Asymptotic Normality of Maximum Likelihood Estimators

Under certain regularity conditions, maximum likelihood estimators are "asymptotically efficient", meaning that they achieve the Cramér–Rao lower bound in the limit. I discuss this result.

Published

28 November 2019

Given a statistical model $\mathbb{P}_{\theta}$ and a random variable $X \sim \mathbb{P}_{\theta_0}$ where $\theta_0$ are the true generative parameters, maximum likelihood estimation (MLE) finds a point estimate $\hat{\theta}_N$ such that the resulting distribution “most likely” generated the data. MLE is popular for a number of theoretical reasons, one such reason being that MLE is asymtoptically efficient: in the limit, a maximum likelihood estimator achieves minimum possible variance or the Cramér–Rao lower bound. Recall that point estimators, as functions of $X$ , are themselves random variables. Therefore, a low-variance estimator $\hat{\theta}_N$ estimates the true parameter $\theta_0$ more precisely.

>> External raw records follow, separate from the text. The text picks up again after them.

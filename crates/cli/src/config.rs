//! On-disk CLI configuration (`config.json` in the data directory).

use anyhow::{Context, Result};
use chrono::{DateTime, Utc};
use serde::{Deserialize, Serialize};
use std::fs;
use std::path::{Path, PathBuf};
use tally_ledger::LedgerConfig;

const CONFIG_FILE: &str = "config.json";

/// Settings written by `tally init` and read by every other command.
#[derive(Debug, Clone, PartialEq, Serialize, Deserialize)]
pub struct CliConfig {
    /// When the ledger was bootstrapped.
    pub initialized_at: DateTime<Utc>,
    /// Ledger settings.
    #[serde(default)]
    pub ledger: LedgerConfig,
}

impl CliConfig {
    pub fn new(ledger: LedgerConfig) -> Self {
        Self {
            initialized_at: Utc::now(),
            ledger,
        }
    }

    pub fn path(data_dir: &Path) -> PathBuf {
        data_dir.join(CONFIG_FILE)
    }

    /// Load the config from a data directory.
    pub fn load(data_dir: &Path) -> Result<Self> {
        let contents = fs::read_to_string(Self::path(data_dir))
            .context("Failed to read config.json. Did you run 'tally init'?")?;
        serde_json::from_str(&contents).context("Invalid config.json")
    }

    /// Write the config into a data directory.
    pub fn save(&self, data_dir: &Path) -> Result<PathBuf> {
        let path = Self::path(data_dir);
        fs::write(&path, serde_json::to_string_pretty(self)?)
            .with_context(|| format!("Failed to write {}", path.display()))?;
        Ok(path)
    }
}
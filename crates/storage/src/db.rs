//! sled database wrapper with serialization helpers.

use sled::Db;
use std::path::Path;
use tally_core::AccountId;
use thiserror::Error;

/// Storage errors.
#[derive(Error, Debug)]
pub enum StorageError {
    #[error("Database error: {0}")]
    Database(#[from] sled::Error),

    #[error("Serialization error: {0}")]
    Serialization(#[from] bincode::Error),

    #[error("Invalid key in {0} range")]
    InvalidKey(&'static str),
}

/// Result type for storage operations.
pub type Result<T> = std::result::Result<T, StorageError>;

/// Wrapper around sled database with serialization helpers.
pub struct Storage {
    db: Db,
}

impl Storage {
    /// Open a database at the given path.
    pub fn open<P: AsRef<Path>>(path: P) -> Result<Self> {
        let db = sled::open(path)?;
        Ok(Self { db })
    }

    /// Open an in-memory database (for testing).
    pub fn open_temporary() -> Result<Self> {
        let db = sled::Config::new().temporary(true).open()?;
        Ok(Self { db })
    }

    /// Store a serializable value.
    pub fn put<K, V>(&self, key: K, value: &V) -> Result<()>
    where
        K: AsRef<[u8]>,
        V: serde::Serialize,
    {
        let encoded = bincode::serialize(value)?;
        self.db.insert(key, encoded)?;
        Ok(())
    }

    /// Retrieve and deserialize a value.
    pub fn get<K, V>(&self, key: K) -> Result<Option<V>>
    where
        K: AsRef<[u8]>,
        V: serde::de::DeserializeOwned,
    {
        match self.db.get(key)? {
            Some(bytes) => {
                let value = bincode::deserialize(&bytes)?;
                Ok(Some(value))
            }
            None => Ok(None),
        }
    }

    /// Check if a key exists.
    pub fn contains<K: AsRef<[u8]>>(&self, key: K) -> Result<bool> {
        Ok(self.db.contains_key(key)?)
    }

    /// Iterate decoded values for every key in `start..=end`, in key order.
    ///
    /// The iterator is lazy: each item is read from sled as it is pulled.
    pub fn scan_range<V>(
        &self,
        start: &[u8],
        end: &[u8],
    ) -> impl Iterator<Item = Result<(Vec<u8>, V)>>
    where
        V: serde::de::DeserializeOwned,
    {
        self.db
            .range(start.to_vec()..=end.to_vec())
            .map(|item| -> Result<(Vec<u8>, V)> {
                let (key, value) = item?;
                Ok((key.to_vec(), bincode::deserialize(&value)?))
            })
    }

    /// Iterate decoded values for every key starting with `prefix`.
    pub fn scan_prefix<V>(&self, prefix: &[u8]) -> impl Iterator<Item = Result<(Vec<u8>, V)>>
    where
        V: serde::de::DeserializeOwned,
    {
        self.db
            .scan_prefix(prefix)
            .map(|item| -> Result<(Vec<u8>, V)> {
                let (key, value) = item?;
                Ok((key.to_vec(), bincode::deserialize(&value)?))
            })
    }

    /// Apply multiple operations atomically.
    ///
    /// Note: Atomicity is provided by sled's `apply_batch`. The batch collects
    /// operations in memory, then `apply_batch` writes them atomically using
    /// sled's write-ahead log (WAL).
    pub fn batch(&self, operations: Vec<BatchOp>) -> Result<()> {
        let mut batch = sled::Batch::default();
        for op in operations {
            match op {
                BatchOp::Insert { key, value } => batch.insert(key, value),
                BatchOp::Remove { key } => batch.remove(key),
            }
        }
        self.db.apply_batch(batch)?;
        Ok(())
    }

    /// Flush all pending writes to disk.
    pub fn flush(&self) -> Result<()> {
        self.db.flush()?;
        Ok(())
    }

    // =========================================================================
    // Key Construction Helpers
    // =========================================================================

    /// Key holding total supply.
    pub const TOTAL_KEY: &'static [u8] = b"Total";

    /// Key holding the last assigned user-index ordinal.
    pub const USER_COUNTER_KEY: &'static [u8] = b"meta:user_counter";

    /// Prefix shared by all account keys.
    pub const ACCOUNT_PREFIX: &'static [u8] = b"account:";

    /// Prefix shared by all user-index keys.
    pub const USER_INDEX_PREFIX: &'static [u8] = b"user:";

    /// Create a prefixed key for accounts.
    /// Format: "account:" + identifier bytes
    pub fn account_key(account: &AccountId) -> Vec<u8> {
        let mut key = Self::ACCOUNT_PREFIX.to_vec();
        key.extend_from_slice(account.as_bytes());
        key
    }

    /// Create a prefixed key for a user-index entry.
    /// Format: "user:{ordinal:020}"
    ///
    /// Zero padding keeps lexicographic key order equal to ordinal order.
    pub fn user_index_key(ordinal: u64) -> Vec<u8> {
        format!("user:{:020}", ordinal).into_bytes()
    }

    /// Recover the ordinal from a user-index key.
    pub fn parse_user_index_key(key: &[u8]) -> Result<u64> {
        key.strip_prefix(Self::USER_INDEX_PREFIX)
            .and_then(|digits| std::str::from_utf8(digits).ok())
            .and_then(|digits| digits.parse().ok())
            .ok_or(StorageError::InvalidKey("user index"))
    }
}

/// Batch operation for atomic updates.
pub enum BatchOp {
    Insert { key: Vec<u8>, value: Vec<u8> },
    Remove { key: Vec<u8> },
}

#[cfg(test)]
mod tests {
    use super::*;

    #[test]
    fn test_open_temporary() {
        let storage = Storage::open_temporary().unwrap();
        assert!(storage.db.is_empty());
    }

    #[test]
    fn test_put_get() {
        let storage = Storage::open_temporary().unwrap();

        // Store a value
        storage.put("key1", &42u64).unwrap();

        // Retrieve it
        let value: Option<u64> = storage.get("key1").unwrap();
        assert_eq!(value, Some(42));

        // Non-existent key returns None
        let missing: Option<u64> = storage.get("missing").unwrap();
        assert_eq!(missing, None);
    }

    #[test]
    fn test_batch_operations() {
        let storage = Storage::open_temporary().unwrap();
        storage.put("gone", &0u64).unwrap();

        let ops = vec![
            BatchOp::Insert {
                key: b"a".to_vec(),
                value: bincode::serialize(&1u64).unwrap(),
            },
            BatchOp::Insert {
                key: b"b".to_vec(),
                value: bincode::serialize(&2u64).unwrap(),
            },
            BatchOp::Remove {
                key: b"gone".to_vec(),
            },
        ];
        storage.batch(ops).unwrap();

        let a: u64 = storage.get("a").unwrap().unwrap();
        let b: u64 = storage.get("b").unwrap().unwrap();
        assert_eq!(a, 1);
        assert_eq!(b, 2);
        assert!(!storage.contains("gone").unwrap());
    }

    #[test]
    fn test_scan_range_is_ordered_and_bounded() {
        let storage = Storage::open_temporary().unwrap();

        // Insert out of order, past the width of a single digit
        for ordinal in [12u64, 3, 1, 10, 2] {
            storage
                .put(Storage::user_index_key(ordinal), &ordinal)
                .unwrap();
        }

        let values: Vec<u64> = storage
            .scan_range::<u64>(&Storage::user_index_key(1), &Storage::user_index_key(10))
            .map(|item| item.map(|(_, v)| v))
            .collect::<Result<_>>()
            .unwrap();
        assert_eq!(values, vec![1, 2, 3, 10]);

        // Restartable: a second scan sees the same entries
        let again = storage
            .scan_range::<u64>(&Storage::user_index_key(1), &Storage::user_index_key(10))
            .count();
        assert_eq!(again, 4);
    }

    #[test]
    fn test_scan_prefix() {
        let storage = Storage::open_temporary().unwrap();
        let alice = AccountId::new("alice").unwrap();
        let bob = AccountId::new("bob").unwrap();

        storage.put(Storage::account_key(&alice), &5u64).unwrap();
        storage.put(Storage::account_key(&bob), &7u64).unwrap();
        storage.put(Storage::TOTAL_KEY, &12u64).unwrap();

        let sum: u64 = storage
            .scan_prefix::<u64>(Storage::ACCOUNT_PREFIX)
            .map(|item| item.unwrap().1)
            .sum();
        assert_eq!(sum, 12);
    }

    #[test]
    fn test_key_construction() {
        let alice = AccountId::new("alice").unwrap();

        let account_key = Storage::account_key(&alice);
        assert_eq!(account_key, b"account:alice");

        let index_key = Storage::user_index_key(42);
        assert_eq!(index_key, b"user:00000000000000000042");
        assert_eq!(Storage::parse_user_index_key(&index_key).unwrap(), 42);

        assert!(matches!(
            Storage::parse_user_index_key(b"account:alice"),
            Err(StorageError::InvalidKey(_))
        ));
    }
}
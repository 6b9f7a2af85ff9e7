//! Ledger state layout (accounts, total supply, user index).
//!
//! All keys live in one sled namespace:
//!
//! | Key                   | Value            |
//! |-----------------------|------------------|
//! | `Total`               | `u64` supply     |
//! | `meta:user_counter`   | `u64` last ordinal |
//! | `account:{id}`        | [`AccountRecord`] |
//! | `user:{ordinal:020}`  | [`AccountId`]    |
//!
//! Reads go through [`LedgerState`]. Writes are staged in a [`StateBatch`]
//! and committed in one atomic sled batch.

use crate::db::{BatchOp, Result, Storage};
use std::collections::BTreeMap;
use tally_core::{AccountId, AccountRecord};

/// Read access to the ledger namespace.
#[derive(Clone, Copy)]
pub struct LedgerState<'a> {
    storage: &'a Storage,
}

impl<'a> LedgerState<'a> {
    /// Create a new LedgerState wrapping the given storage.
    pub fn new(storage: &'a Storage) -> Self {
        Self { storage }
    }

    /// The underlying storage.
    pub fn storage(&self) -> &'a Storage {
        self.storage
    }

    /// Start staging writes against this state.
    pub fn begin(&self) -> StateBatch<'a> {
        StateBatch::new(*self)
    }

    // =========================================================================
    // Accounts
    // =========================================================================

    /// Get an account record. Absent accounts are `None`, never zero.
    pub fn get_account(&self, account: &AccountId) -> Result<Option<AccountRecord>> {
        self.storage.get(Storage::account_key(account))
    }

    /// Check if an account exists.
    pub fn account_exists(&self, account: &AccountId) -> Result<bool> {
        self.storage.contains(Storage::account_key(account))
    }

    /// Sum every stored balance.
    ///
    /// Returned as `u128` so that a corrupted store cannot overflow the sum.
    pub fn sum_balances(&self) -> Result<u128> {
        let mut sum = 0u128;
        for item in self.storage.scan_prefix::<AccountRecord>(Storage::ACCOUNT_PREFIX) {
            let (_, record) = item?;
            sum += u128::from(record.balance);
        }
        Ok(sum)
    }

    // =========================================================================
    // Total Supply
    // =========================================================================

    /// Get total supply. `None` until genesis has run.
    pub fn get_total(&self) -> Result<Option<u64>> {
        self.storage.get(Storage::TOTAL_KEY)
    }

    /// Check if genesis has run.
    pub fn is_initialized(&self) -> Result<bool> {
        self.storage.contains(Storage::TOTAL_KEY)
    }

    // =========================================================================
    // User Index
    // =========================================================================

    /// Last ordinal handed out. Zero when no account was ever registered.
    pub fn get_user_counter(&self) -> Result<u64> {
        Ok(self
            .storage
            .get::<_, u64>(Storage::USER_COUNTER_KEY)?
            .unwrap_or(0))
    }

    /// Iterate index entries with ordinals in `first..=last`, in ordinal order.
    pub fn index_entries(
        &self,
        first: u64,
        last: u64,
    ) -> impl Iterator<Item = Result<(u64, AccountId)>> {
        self.storage
            .scan_range::<AccountId>(
                &Storage::user_index_key(first),
                &Storage::user_index_key(last),
            )
            .map(|item| -> Result<(u64, AccountId)> {
                let (key, account) = item?;
                Ok((Storage::parse_user_index_key(&key)?, account))
            })
    }
}

/// Writes staged for a single atomic commit.
///
/// Reads through the batch see staged values first, so an operation that
/// touches the same key twice (a self-transfer, for instance) observes its
/// own earlier writes.
pub struct StateBatch<'a> {
    state: LedgerState<'a>,
    accounts: BTreeMap<AccountId, Option<AccountRecord>>,
    total: Option<u64>,
    user_counter: Option<u64>,
    index: Vec<(u64, AccountId)>,
}

impl<'a> StateBatch<'a> {
    fn new(state: LedgerState<'a>) -> Self {
        Self {
            state,
            accounts: BTreeMap::new(),
            total: None,
            user_counter: None,
            index: Vec::new(),
        }
    }

    /// Get an account record, including staged changes.
    pub fn account(&self, account: &AccountId) -> Result<Option<AccountRecord>> {
        match self.accounts.get(account) {
            Some(staged) => Ok(*staged),
            None => self.state.get_account(account),
        }
    }

    /// Get total supply, including staged changes.
    pub fn total(&self) -> Result<Option<u64>> {
        match self.total {
            Some(total) => Ok(Some(total)),
            None => self.state.get_total(),
        }
    }

    /// Get the user counter, including staged changes.
    pub fn user_counter(&self) -> Result<u64> {
        match self.user_counter {
            Some(counter) => Ok(counter),
            None => self.state.get_user_counter(),
        }
    }

    /// Stage an account write.
    pub fn put_account(&mut self, account: &AccountId, record: AccountRecord) {
        self.accounts.insert(account.clone(), Some(record));
    }

    /// Stage an account removal.
    pub fn remove_account(&mut self, account: &AccountId) {
        self.accounts.insert(account.clone(), None);
    }

    /// Stage a new total supply.
    pub fn set_total(&mut self, total: u64) {
        self.total = Some(total);
    }

    /// Stage a new user counter.
    pub fn set_user_counter(&mut self, counter: u64) {
        self.user_counter = Some(counter);
    }

    /// Assign the next ordinal to `account` and stage its index entry.
    /// The counter bump is committed together with the entry.
    pub fn register(&mut self, account: &AccountId) -> Result<u64> {
        let ordinal = self.user_counter()? + 1;
        self.user_counter = Some(ordinal);
        self.index.push((ordinal, account.clone()));
        Ok(ordinal)
    }

    /// Check if nothing has been staged.
    pub fn is_empty(&self) -> bool {
        self.accounts.is_empty()
            && self.total.is_none()
            && self.user_counter.is_none()
            && self.index.is_empty()
    }

    /// Encode staged writes as storage batch operations.
    fn into_ops(self) -> Result<Vec<BatchOp>> {
        let mut ops = Vec::with_capacity(self.accounts.len() + self.index.len() + 2);

        for (account, record) in &self.accounts {
            let key = Storage::account_key(account);
            match record {
                Some(record) => ops.push(BatchOp::Insert {
                    key,
                    value: bincode::serialize(record)?,
                }),
                None => ops.push(BatchOp::Remove { key }),
            }
        }

        for (ordinal, account) in &self.index {
            ops.push(BatchOp::Insert {
                key: Storage::user_index_key(*ordinal),
                value: bincode::serialize(account)?,
            });
        }

        if let Some(counter) = self.user_counter {
            ops.push(BatchOp::Insert {
                key: Storage::USER_COUNTER_KEY.to_vec(),
                value: bincode::serialize(&counter)?,
            });
        }

        if let Some(total) = self.total {
            ops.push(BatchOp::Insert {
                key: Storage::TOTAL_KEY.to_vec(),
                value: bincode::serialize(&total)?,
            });
        }

        Ok(ops)
    }

    /// Commit all staged writes atomically.
    ///
    /// Either every staged write lands or none does.
    pub fn commit(self) -> Result<()> {
        if self.is_empty() {
            return Ok(());
        }
        let storage = self.state.storage;
        let ops = self.into_ops()?;
        storage.batch(ops)
    }
}
//! Account ledger for tally.
//!
//! This crate brings the storage layer and the core types together into a
//! ledger that tracks per-account balances and total supply:
//! - **Ledger**: mint, withdraw, transfer, delete, and queries, each one
//!   atomic and serialized against the others
//! - **Dispatch**: the name-and-string-arguments surface over the ledger
//! - **Errors**: typed failures with the kind names reported to callers
//!
//! Total supply always equals the sum of all balances: mints raise both,
//! withdrawals lower both, transfers move value without touching the total.
//!
//! # Example
//!
//! ```rust,no_run
//! use tally_core::AccountId;
//! use tally_ledger::{Ledger, LedgerConfig};
//! use tally_storage::Storage;
//!
//! // Setup storage
//! let storage = Storage::open("./ledger_data").unwrap();
//!
//! // Bootstrap the ledger once
//! let ledger = Ledger::new(&storage, LedgerConfig::default());
//! ledger.init().unwrap();
//!
//! let alice = AccountId::new("alice").unwrap();
//! let bob = AccountId::new("bob").unwrap();
//! ledger.mint(&alice, 100).unwrap();
//! ledger.transfer(&alice, &bob, 40).unwrap();
//!
//! // Or through the dispatch surface
//! let payload = ledger.invoke("balanceOf", &["bob"]).unwrap();
//! assert_eq!(payload, b"40");
//! ```

pub mod dispatch;
pub mod error;
pub mod ledger;

// Re-export commonly used types
pub use error::{ErrorKind, LedgerError, Result};
pub use ledger::{Ledger, LedgerConfig};
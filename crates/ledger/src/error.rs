//! Ledger errors and their caller-facing kinds.

use std::fmt;
use tally_core::{AccountId, ValidationError};
use tally_storage::StorageError;
use thiserror::Error;

/// Errors that can occur during ledger operations.
#[derive(Debug, Error)]
pub enum LedgerError {
    #[error(transparent)]
    Validation(#[from] ValidationError),

    #[error("storage error: {0}")]
    Storage(#[from] StorageError),

    #[error("the user already exists: {0}")]
    AccountExists(AccountId),

    #[error("account not found: {0}")]
    NotFound(AccountId),

    #[error("insufficient balance: account {account}, required {required}, available {available}")]
    InsufficientBalance {
        account: AccountId,
        required: u64,
        available: u64,
    },

    #[error("account {account} still holds {balance}; move or withdraw it before deleting")]
    BalanceNotZero { account: AccountId, balance: u64 },

    #[error("arithmetic overflow in {0}")]
    Overflow(&'static str),

    #[error("ledger not initialized")]
    NotInitialized,

    #[error("ledger already initialized")]
    AlreadyInitialized,

    #[error("conservation violated: total {total}, sum of balances {sum}")]
    ConservationViolated { total: u64, sum: u128 },
}

pub type Result<T> = std::result::Result<T, LedgerError>;

/// Named error kinds reported on the dispatch surface.
#[derive(Debug, Clone, Copy, PartialEq, Eq, Hash)]
pub enum ErrorKind {
    InvalidArgumentCount,
    ReservedName,
    EmptyAccount,
    NegativeAmount,
    InvalidAmount,
    UnknownOperation,
    AccountExists,
    InsufficientBalance,
    NotFound,
    BalanceNotZero,
    Overflow,
    NotInitialized,
    AlreadyInitialized,
    ConservationViolated,
    StoreFailure,
}

impl ErrorKind {
    pub fn as_str(&self) -> &'static str {
        match self {
            ErrorKind::InvalidArgumentCount => "InvalidArgumentCount",
            ErrorKind::ReservedName => "ReservedName",
            ErrorKind::EmptyAccount => "EmptyAccount",
            ErrorKind::NegativeAmount => "NegativeAmount",
            ErrorKind::InvalidAmount => "InvalidAmount",
            ErrorKind::UnknownOperation => "UnknownOperation",
            ErrorKind::AccountExists => "AccountExists",
            ErrorKind::InsufficientBalance => "InsufficientBalance",
            ErrorKind::NotFound => "NotFound",
            ErrorKind::BalanceNotZero => "BalanceNotZero",
            ErrorKind::Overflow => "Overflow",
            ErrorKind::NotInitialized => "NotInitialized",
            ErrorKind::AlreadyInitialized => "AlreadyInitialized",
            ErrorKind::ConservationViolated => "ConservationViolated",
            ErrorKind::StoreFailure => "StoreFailure",
        }
    }
}

impl fmt::Display for ErrorKind {
    fn fmt(&self, f: &mut fmt::Formatter<'_>) -> fmt::Result {
        f.write_str(self.as_str())
    }
}

impl LedgerError {
    /// The kind reported to callers.
    pub fn kind(&self) -> ErrorKind {
        match self {
            LedgerError::Validation(e) => match e {
                ValidationError::InvalidArgumentCount { .. } => ErrorKind::InvalidArgumentCount,
                ValidationError::ReservedName(_) => ErrorKind::ReservedName,
                ValidationError::EmptyAccount => ErrorKind::EmptyAccount,
                ValidationError::NegativeAmount(_) => ErrorKind::NegativeAmount,
                ValidationError::InvalidAmount(_) => ErrorKind::InvalidAmount,
                ValidationError::UnknownOperation { .. } => ErrorKind::UnknownOperation,
            },
            LedgerError::Storage(_) => ErrorKind::StoreFailure,
            LedgerError::AccountExists(_) => ErrorKind::AccountExists,
            LedgerError::NotFound(_) => ErrorKind::NotFound,
            LedgerError::InsufficientBalance { .. } => ErrorKind::InsufficientBalance,
            LedgerError::BalanceNotZero { .. } => ErrorKind::BalanceNotZero,
            LedgerError::Overflow(_) => ErrorKind::Overflow,
            LedgerError::NotInitialized => ErrorKind::NotInitialized,
            LedgerError::AlreadyInitialized => ErrorKind::AlreadyInitialized,
            LedgerError::ConservationViolated { .. } => ErrorKind::ConservationViolated,
        }
    }
}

To state our claim more formally, let $X = \langle X_1, \dots, X_N \rangle$ be a finite sample where $X \sim \mathbb{P}_{\theta_0}$ with $\theta_0 \in \Theta$ being the true but unknown parameter. Let $\rightarrow^p$ denote converges in probability and $\rightarrow^d$ denote converges in distribution. Our claim of asymptotic normality is the following:

Asymptotic normality: Assume $\hat{\theta}_N \rightarrow^p \theta_0$ with $\theta_0 \in \Theta$ and that other regularity conditions hold. Then

$\sqrt{N}(\hat{\theta}_N - \theta_0) \rightarrow^d \mathcal{N}(0, \mathcal{I}(\theta_0)^{-1}) \tag{1}$

where $\mathcal{I}(\theta_0)$ is the Fisher information.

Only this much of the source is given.